▼
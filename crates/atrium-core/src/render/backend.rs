// Copyright 2026 the atrium project authors
//
// Licensed under the Apache License, Version 2.0 (the "License");
// you may not use this file except in compliance with the License.
// You may obtain a copy of the License at
//
//     http://www.apache.org/licenses/LICENSE-2.0
//
// Unless required by applicable law or agreed to in writing, software
// distributed under the License is distributed on an "AS IS" BASIS,
// WITHOUT WARRANTIES OR CONDITIONS OF ANY KIND, either express or implied.
// See the License for the specific language governing permissions and
// limitations under the License.

//! The narrow boundary to a concrete graphics API.
//!
//! [`RenderDevice`](super::RenderDevice) owns all object bookkeeping —
//! arenas, the active context, binding state, uniform caches — and calls
//! down through this trait for the operations only a real API can perform.
//! A backend never sees handles, only its own opaque [`BackendId`]s.

use super::spec::{
    ContextSettings, FramebufferSpec, Primitive, ProgramSpec, ShaderSpec, ShaderStage,
    Texture2dSpec, VertexArraySpec,
};
use super::uniform::{UniformId, UniformValue};
use super::ResourceError;
use std::fmt;

/// Opaque backend-side identity of one render object.
#[derive(Debug, Clone, Copy, PartialEq, Eq, Hash)]
pub struct BackendId(pub u64);

/// The binding categories a context tracks (textures bind per slot and are
/// notified separately).
#[derive(Debug, Clone, Copy, PartialEq, Eq)]
pub enum BindTarget {
    /// Vertex array binding.
    VertexArray,
    /// Vertex buffer binding.
    VertexBuffer,
    /// Index buffer binding.
    IndexBuffer,
    /// Framebuffer binding.
    Framebuffer,
    /// Program binding.
    Program,
    /// Standalone shader binding.
    Shader,
}

/// Buffer categories, for backends that allocate them differently.
#[derive(Debug, Clone, Copy, PartialEq, Eq)]
pub enum BufferKind {
    /// Vertex data.
    Vertex,
    /// Index data.
    Index,
}

/// Implemented once per graphics API (OpenGL, a test double, ...).
///
/// All calls are main-thread-only, matching the single-threaded contract of
/// the device that drives them.
pub trait RenderBackend: fmt::Debug + std::any::Any {
    /// Concrete-type escape hatch for diagnostics and tests.
    fn as_any(&self) -> &dyn std::any::Any;

    /// Creates a backend context object.
    fn create_context(&mut self, settings: &ContextSettings) -> Result<BackendId, ResourceError>;

    /// Creates a vertex array object.
    fn create_vertexarray(&mut self, spec: &VertexArraySpec) -> Result<BackendId, ResourceError>;

    /// Creates a buffer and uploads `data`.
    fn create_buffer(&mut self, kind: BufferKind, data: &[u8]) -> Result<BackendId, ResourceError>;

    /// Re-uploads a region of a buffer.
    fn update_buffer(
        &mut self,
        id: BackendId,
        offset: usize,
        data: &[u8],
    ) -> Result<(), ResourceError>;

    /// Creates a 2D texture; `data` is the initial pixel upload, if any.
    fn create_texture2d(
        &mut self,
        spec: &Texture2dSpec,
        data: Option<&[u8]>,
    ) -> Result<BackendId, ResourceError>;

    /// Creates a framebuffer object (attachments are bound by the device).
    fn create_framebuffer(&mut self, spec: &FramebufferSpec) -> Result<BackendId, ResourceError>;

    /// Creates an empty program object.
    fn create_program(&mut self, spec: &ProgramSpec) -> Result<BackendId, ResourceError>;

    /// Compiles a standalone shader object.
    fn create_shader(&mut self, spec: &ShaderSpec) -> Result<BackendId, ResourceError>;

    /// Attaches stage source to a program; compile errors come back as
    /// [`ResourceError::BackendFailure`].
    fn attach_source(
        &mut self,
        program: BackendId,
        stage: ShaderStage,
        source: &str,
    ) -> Result<(), ResourceError>;

    /// Links a program; returns the info log.
    fn link_program(&mut self, program: BackendId) -> Result<String, ResourceError>;

    /// Releases a backend object. Must tolerate ids already destroyed.
    fn destroy(&mut self, id: BackendId);

    /// Re-validation hook: `false` means the backend object is stale (for
    /// example after a context loss) and must be recreated by the caller.
    fn revalue(&mut self, id: BackendId) -> bool;

    /// Binding notification; `None` unbinds the category.
    fn bind(&mut self, target: BindTarget, id: Option<BackendId>);

    /// Texture binding notification for one slot; `None` clears the slot.
    fn bind_texture(&mut self, id: Option<BackendId>, slot: u32);

    /// Uploads a uniform value to a linked program.
    fn upload_uniform(
        &mut self,
        program: BackendId,
        location: UniformId,
        value: &UniformValue,
    ) -> Result<(), ResourceError>;

    /// Clears the bound framebuffer; `mask` is a [`clear`](super::clear)
    /// bit combination.
    fn clear(&mut self, mask: u32);

    /// Non-indexed draw call.
    fn draw_arrays(&mut self, primitive: Primitive, first: usize, count: usize);

    /// Indexed draw call.
    fn draw_indexed(&mut self, primitive: Primitive, count: usize);

    /// Flushes pending work.
    fn flush(&mut self);
}

/// Clear mask bits, combinable with `|`.
pub mod clear {
    /// Clear the color buffer.
    pub const COLOR: u32 = 1 << 0;
    /// Clear the depth buffer.
    pub const DEPTH: u32 = 1 << 1;
    /// Clear the stencil buffer.
    pub const STENCIL: u32 = 1 << 2;
    /// Clear everything.
    pub const ALL: u32 = COLOR | DEPTH | STENCIL;
}
// Copyright 2026 the atrium project authors
//
// Licensed under the Apache License, Version 2.0 (the "License");
// you may not use this file except in compliance with the License.
// You may obtain a copy of the License at
//
//     http://www.apache.org/licenses/LICENSE-2.0
//
// Unless required by applicable law or agreed to in writing, software
// distributed under the License is distributed on an "AS IS" BASIS,
// WITHOUT WARRANTIES OR CONDITIONS OF ANY KIND, either express or implied.
// See the License for the specific language governing permissions and
// limitations under the License.

//! The atrium launcher.
//!
//! Loads the preferences file, assembles a runtime context over the headless
//! collaborators, installs the listed plugins, runs the startup scripts, and
//! drives the frame loop until the window closes.
//!
//! Usage: `atrium [prefs.json] [--frames N]`. `--frames` bounds the run,
//! which is what keeps a headless session from spinning forever.

use anyhow::{bail, Context, Result};
use atrium_core::render::RenderDevice;
use atrium_infra::{EchoInterpreter, HeadlessBackend, HeadlessWindow};
use atrium_runtime::{
    CoreApplication, GuiApplication, PluginManager, Preferences, RuntimeContext,
};
use std::cell::RefCell;
use std::path::PathBuf;
use std::rc::Rc;

// Keep the plugin registrations linked in.
use atrium_plugins as _;

const DEFAULT_PREFS: &str = "atrium.json";
const DEFAULT_FRAMES: u64 = 300;

struct Options {
    prefs: PathBuf,
    frames: u64,
}

fn parse_options(args: &[String]) -> Result<Options> {
    let mut options = Options {
        prefs: PathBuf::from(DEFAULT_PREFS),
        frames: DEFAULT_FRAMES,
    };
    let mut iter = args.iter();
    while let Some(arg) = iter.next() {
        match arg.as_str() {
            "--frames" => {
                let value = iter
                    .next()
                    .context("--frames expects a number")?;
                options.frames = value
                    .parse()
                    .with_context(|| format!("bad --frames value {value:?}"))?;
            }
            flag if flag.starts_with("--") => bail!("unknown option {flag}"),
            path => options.prefs = PathBuf::from(path),
        }
    }
    Ok(options)
}

fn run(options: Options) -> Result<i32> {
    let preferences = Preferences::load_or_default(&options.prefs);

    let window = HeadlessWindow::open(&preferences.window).with_frame_budget(options.frames);
    let mut device = RenderDevice::new(Box::new(HeadlessBackend::new()));
    let context = device
        .new_context(&preferences.context)
        .context("render context creation failed")?;
    device
        .set_active_context(Some(context))
        .context("render context activation failed")?;

    let ctx = RuntimeContext::new(
        preferences.clone(),
        Rc::new(RefCell::new(window)),
        Rc::new(RefCell::new(device)),
        Rc::new(RefCell::new(EchoInterpreter::new())),
    );

    let mut plugins = PluginManager::new(&ctx);
    let plugin_paths: Vec<PathBuf> = preferences
        .plugins
        .iter()
        .map(|entry| entry.path.clone())
        .collect();
    let installed = plugins.install_all(&plugin_paths);
    log::info!(
        "{} of {} plugin(s) installed",
        installed.len(),
        plugin_paths.len()
    );

    let core = CoreApplication::new("atrium", ctx);
    let mut app = GuiApplication::new(core);
    let code = app.run_until_closed();
    log::info!(
        "{} frame(s), {:.1} fps average",
        app.frame_index(),
        app.average_fps()
    );
    Ok(code)
}

fn main() {
    env_logger::Builder::from_env(env_logger::Env::default().default_filter_or("info")).init();

    let args: Vec<String> = std::env::args().skip(1).collect();
    let options = match parse_options(&args) {
        Ok(options) => options,
        Err(err) => {
            log::error!("{err:#}");
            std::process::exit(2);
        }
    };
    match run(options) {
        Ok(code) => std::process::exit(code),
        Err(err) => {
            log::error!("{err:#}");
            std::process::exit(1);
        }
    }
}

#[cfg(test)]
mod tests {
    use super::*;

    #[test]
    fn defaults_apply_without_arguments() {
        let options = parse_options(&[]).unwrap();
        assert_eq!(options.prefs, PathBuf::from(DEFAULT_PREFS));
        assert_eq!(options.frames, DEFAULT_FRAMES);
    }

    #[test]
    fn prefs_path_and_frames_are_parsed() {
        let args: Vec<String> = ["editor.json", "--frames", "12"]
            .iter()
            .map(|s| s.to_string())
            .collect();
        let options = parse_options(&args).unwrap();
        assert_eq!(options.prefs, PathBuf::from("editor.json"));
        assert_eq!(options.frames, 12);
    }

    #[test]
    fn bad_flags_are_rejected() {
        let args = vec!["--bogus".to_string()];
        assert!(parse_options(&args).is_err());
        let args = vec!["--frames".to_string(), "many".to_string()];
        assert!(parse_options(&args).is_err());
    }
}
// Copyright 2026 the atrium project authors
//
// Licensed under the Apache License, Version 2.0 (the "License");
// you may not use this file except in compliance with the License.
// You may obtain a copy of the License at
//
//     http://www.apache.org/licenses/LICENSE-2.0
//
// Unless required by applicable law or agreed to in writing, software
// distributed under the License is distributed on an "AS IS" BASIS,
// WITHOUT WARRANTIES OR CONDITIONS OF ANY KIND, either express or implied.
// See the License for the specific language governing permissions and
// limitations under the License.

//! # Atrium Infra
//!
//! Concrete implementations of the seams `atrium-core` leaves abstract. The
//! headless family backs the engine with pure in-memory state, which is what
//! the launcher uses when no display is available and what the runtime test
//! suites drive their frame loops with.

pub mod headless;

pub use headless::{EchoInterpreter, HeadlessBackend, HeadlessWindow};
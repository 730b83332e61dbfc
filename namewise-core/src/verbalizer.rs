//! Verb forms recovered from (or synthesized for) identifiers.

use crate::case_model::{first_word, CaseMode};
use crate::markers::{verb_prefixes, NOUN_TO_VERB};

/// True when `name` starts with an accepted verb followed by a word boundary.
///
/// Prefixes are tried longest first, then alphabetically, so "Register" is
/// preferred over "Re..." style shorter entries.
pub fn starts_with_verb(name: &str) -> bool {
    verb_prefixes().iter().any(|prefix| {
        CaseMode::Ordinal.starts_with(name, &prefix.text)
            && name[prefix.text.len()..]
                .chars()
                .next()
                .map_or(true, char::is_uppercase)
    })
}

/// Turn a verb-derived noun ("Registration") back into its verb ("Register").
///
/// Returns `(false, name)` when the name already starts with an accepted
/// verb, when no noun ending matches, or when the rewrite changes nothing.
pub fn try_make_verb(name: &str) -> (bool, String) {
    if name.trim().is_empty() || starts_with_verb(name) {
        return (false, name.to_string());
    }

    for (noun_ending, verb_ending) in NOUN_TO_VERB {
        // Keep at least two letters of stem ("Session" is not "Sess")
        if name.len() >= noun_ending.len() + 2 && CaseMode::Ordinal.ends_with(name, noun_ending) {
            let verb = format!("{}{verb_ending}", &name[..name.len() - noun_ending.len()]);
            if verb == name {
                return (false, name.to_string());
            }
            return (true, verb);
        }
    }

    (false, name.to_string())
}

/// Gerund ("-ing") form of the leading verb of `name`.
///
/// "Load" gives "Loading", "Close" gives "Closing", "Run" gives "Running";
/// the remaining words are kept ("SaveChanges" gives "SavingChanges").
pub fn make_gerund(name: &str) -> String {
    let word = first_word(name);
    if word.is_empty() {
        return name.to_string();
    }

    let offset = word.as_ptr() as usize - name.as_ptr() as usize;
    format!(
        "{}{}{}",
        &name[..offset],
        gerund_word(word),
        &name[offset + word.len()..]
    )
}

fn gerund_word(word: &str) -> String {
    let lower = word.to_ascii_lowercase();

    if lower.ends_with("ing") {
        return word.to_string();
    }
    if lower.ends_with("ie") {
        return format!("{}ying", &word[..word.len() - 2]);
    }
    if lower.len() > 2
        && lower.ends_with('e')
        && !(lower.ends_with("ee") || lower.ends_with("ye") || lower.ends_with("oe"))
    {
        return format!("{}ing", &word[..word.len() - 1]);
    }
    if doubles_final_consonant(&lower) {
        let last = &word[word.len() - 1..];
        return format!("{word}{last}ing");
    }

    format!("{word}ing")
}

/// One-syllable consonant-vowel-consonant words double their last letter.
fn doubles_final_consonant(lower: &str) -> bool {
    let bytes = lower.as_bytes();
    let is_vowel = |b: u8| b"aeiou".contains(&b);
    let n = bytes.len();
    if n < 3 || !lower.is_ascii() {
        return false;
    }

    let (c1, v, c2) = (bytes[n - 3], bytes[n - 2], bytes[n - 1]);
    !is_vowel(c1)
        && is_vowel(v)
        && !is_vowel(c2)
        && !b"wxy".contains(&c2)
        && bytes.iter().filter(|b| is_vowel(**b)).count() == 1
}
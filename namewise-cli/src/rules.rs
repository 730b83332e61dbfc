use anyhow::{Context, Result};
use namewise_core::{
    builtin_rules, CatalogOptions, Config, OutputFormat, OutputFormatter, RuleInfo, RuleListResult,
};

pub fn handle_rules(config: &Config, format: OutputFormat) -> Result<()> {
    let rules = builtin_rules(&CatalogOptions::from_config(config))
        .context("Failed to build rule catalog")?;

    let result = RuleListResult {
        rules: rules.rules().iter().map(RuleInfo::from).collect(),
        disabled: config.rules.disabled.clone(),
    };
    crate::emit(&result.format(format));
    Ok(())
}
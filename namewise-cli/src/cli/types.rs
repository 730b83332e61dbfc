use clap::ValueEnum;
use namewise_core::OutputFormat as CoreOutputFormat;

#[derive(Debug, Clone, Copy, ValueEnum, PartialEq, Eq)]
pub enum OutputFormat {
    Summary,
    Table,
    Json,
}

impl From<OutputFormat> for CoreOutputFormat {
    fn from(format: OutputFormat) -> Self {
        match format {
            OutputFormat::Summary => Self::Summary,
            OutputFormat::Table => Self::Table,
            OutputFormat::Json => Self::Json,
        }
    }
}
▲
» What to work on: Copy out each line in the preceding records that contains "already".

» Response:
    /// Releases a backend object. Must tolerate ids already destroyed.
/// Returns `(false, name)` when the name already starts with an accepted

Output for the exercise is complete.